** Work to complete **
Once the line containing "pub fn load(path: &Path)" is found in the entries below, restate it and each following line word for word, stopping after the line containing "assert_eq!(config.heuristics.mobility_weight, 2);".

(Collected data)

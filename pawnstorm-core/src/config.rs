//! Engine configuration

use crate::eval::Heuristics;
use serde::{Deserialize, Serialize};
use std::path::Path;

/// Search settings for the bot
#[derive(Clone, Debug, PartialEq, Eq, Serialize, Deserialize)]
#[serde(default)]
pub struct EngineConfig {
    /// Search depth in plies
    pub depth: u32,
    /// Heuristics for evaluation
    pub heuristics: Heuristics,
}

impl Default for EngineConfig {
    fn default() -> Self {
        Self {
            depth: 3,
            heuristics: Heuristics::default(),
        }
    }
}

impl EngineConfig {
    /// Create config for a given depth
    pub fn with_depth(depth: u32) -> Self {
        Self {
            depth,
            ..Default::default()
        }
    }

    /// Load from JSON file
    pub fn load(path: &Path) -> anyhow::Result<Self> {
        let content = std::fs::read_to_string(path)?;
        let config = serde_json::from_str(&content)?;
        Ok(config)
    }

    /// Save to JSON file
    pub fn save(&self, path: &Path) -> anyhow::Result<()> {
        let content = serde_json::to_string_pretty(self)?;
        std::fs::write(path, content)?;
        Ok(())
    }
}

#[cfg(test)]
mod tests {
    use super::*;

    #[test]
    fn test_defaults() {
        let config = EngineConfig::default();
        assert_eq!(config.depth, 3);
        assert_eq!(config.heuristics.mobility_weight, 2);
        assert_eq!(EngineConfig::with_depth(5).depth, 5);
    }

    #[test]
    fn test_partial_json_uses_defaults() {
        let config: EngineConfig = serde_json::from_str(r#"{ "depth": 1 }"#).unwrap();
        assert_eq!(config.depth, 1);
        assert_eq!(config.heuristics, Heuristics::default());

        let config: EngineConfig = serde_json::from_str(
            r#"{ "heuristics": { "material": [500, 9, 5, 3, 3, 1], "mobility_weight": 1 } }"#,
        )
        .unwrap();
        assert_eq!(config.depth, 3);
        assert_eq!(config.heuristics.material[0], 500);
        assert_eq!(config.heuristics.mobility_weight, 1);
    }

    #[test]
    fn test_save_load() {
        let path = std::env::temp_dir().join(format!("pawnstorm-config-{}.json", std::process::id()));
        let mut config = EngineConfig::with_depth(4);
        config.heuristics.mobility_weight = 1;

        config.save(&path).unwrap();
        let loaded = EngineConfig::load(&path).unwrap();
        std::fs::remove_file(&path).ok();

        assert_eq!(loaded, config);
    }
}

** Exercise solution **
    pub fn load(path: &Path) -> anyhow::Result<Self> {
        let content = std::fs::read_to_string(path)?;
        let config = serde_json::from_str(&content)?;
        Ok(config)
    }

    /// Save to JSON file
    pub fn save(&self, path: &Path) -> anyhow::Result<()> {
        let content = serde_json::to_string_pretty(self)?;
        std::fs::write(path, content)?;
        Ok(())
    }
}

#[cfg(test)]
mod tests {
    use super::*;

    #[test]
    fn test_defaults() {
        let config = EngineConfig::default();
        assert_eq!(config.depth, 3);
        assert_eq!(config.heuristics.mobility_weight, 2);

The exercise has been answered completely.